Naval Group is also finalizing several partnerships with academia and research institutes, including having signed a Partnership Cooperation Agreement with Norwegian research organization NORCE to explore future R&D collaboration, with the MoU providing a formal framework to explore “potential R&D initiatives of mutual interest, with the goal of identifying, evaluating, and developing joint research projects”. Interestingly, the focus will be on dual-use technologies, relevant to both civilian and military applications with an eye at capabilities that might benefit the Royal Norwegian Navy in the future.

“These collaborations highlight our commitment to involving Norwegian industry in our global operations”

But again, the timeline is perhaps the most significant factor. 

The Lorient yard is able to deliver one FDI every six months currently, and also recently announced that it is studying the option to speed up the process further, including discussions with more than 400 subcontractors. But even under the current pace, the yard has empty slots to deliver the first frigate by 2029, and have the sixth out by 2035, provided we see a selection this summer and a firm order no later than the summer of 2026. This is in addition to the five frigates destined for France, as well as the three Greek ones, two of which are launched and the third of which is in drydock. Even with a Greek follow-up order, the yard is able to meet the Norwegian requirements, while still having slots left for anyone wishing for rapid delivery of a European-built frigate in the 4,600 ton-class with serious capabilities and a relatively lean manning requirement.

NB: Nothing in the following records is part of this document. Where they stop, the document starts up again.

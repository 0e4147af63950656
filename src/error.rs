use thiserror::Error;

use crate::validation::ValidationError;

/// Failure of a single provider HTTP exchange.
#[derive(Error, Debug)]
pub enum GatewayError {
    #[error("Connection timeout: {0}")]
    Timeout(String),
    #[error("Request failed: {0}")]
    RequestFailed(String),
    #[error("Invalid API client response (status_code={status}, data={body})")]
    BadResponseCode { status: u16, body: String },
    #[error(
        "Invalid API client response (status_code={status}, payload_status_code={payload_code}, data={body})"
    )]
    BadPayloadCode {
        status: u16,
        payload_code: i64,
        body: String,
    },
    #[error("Invalid response envelope: {0}")]
    InvalidEnvelope(String),
}

impl GatewayError {
    pub fn status_code(&self) -> Option<u16> {
        match self {
            GatewayError::BadResponseCode { status, .. } | GatewayError::BadPayloadCode { status, .. } => {
                Some(*status)
            }
            _ => None,
        }
    }

    pub fn payload_code(&self) -> Option<i64> {
        match self {
            GatewayError::BadPayloadCode { payload_code, .. } => Some(*payload_code),
            _ => None,
        }
    }
}

/// The three error kinds every caller sees, whatever the provider.
#[derive(Error, Debug)]
pub enum ClientError {
    #[error("{context}. Error: {source}")]
    Provider {
        context: String,
        #[source]
        source: GatewayError,
    },
    #[error("{0}")]
    InvalidResponse(String),
    #[error("{0}")]
    InvalidInput(String),
}

impl ClientError {
    pub fn provider(context: impl Into<String>, source: GatewayError) -> Self {
        ClientError::Provider {
            context: context.into(),
            source,
        }
    }

    pub fn invalid_response(context: impl Into<String>, error: ValidationError) -> Self {
        ClientError::InvalidResponse(format!("{} is not valid: {}", context.into(), error))
    }

    pub fn invalid_input(context: impl Into<String>, error: ValidationError) -> Self {
        ClientError::InvalidInput(format!("Failed to validate {}: {}", context.into(), error))
    }
}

Oh, I am hearing that Sweden might have just that requirement, the country that just happened to receive the former deputy of the DGA (the French defence procurement and technology agency) as the new French ambassador. And that while there are no formal negotiations about buying FDI for the Luleå-programme, there are “expressions of interest from Nordic nations besides Norway” according to Naval Group’s Norwegian partner. Naval Group also has confirmed that they “consider as prospects” plans for five frigates to Denmark and “at least three” to Sweden, which is somewhat interesting as the Luleå-class is four vessels. Might it be that Swedish politicians have finally realised the need for growth, that NATO creates a need for a force structure for sea control and not just sea denial, that their Navy currently is falling into pieces, and that the Luleå-class is too far away (in particular if that entails laying down the first new surface warfare ship-class since 1995), and as a result are embarking on a quick buy to replace the Stockholm-class built in the mid-80’s? On the other hand, might it just be a typo – the Danish proposal also seems to be off by one, as it has earlier been reported at four instead of five – or potentially discussions about shrinking the Luleå-class to three vessels? 

As Naval Group said, “The market is fast-moving”.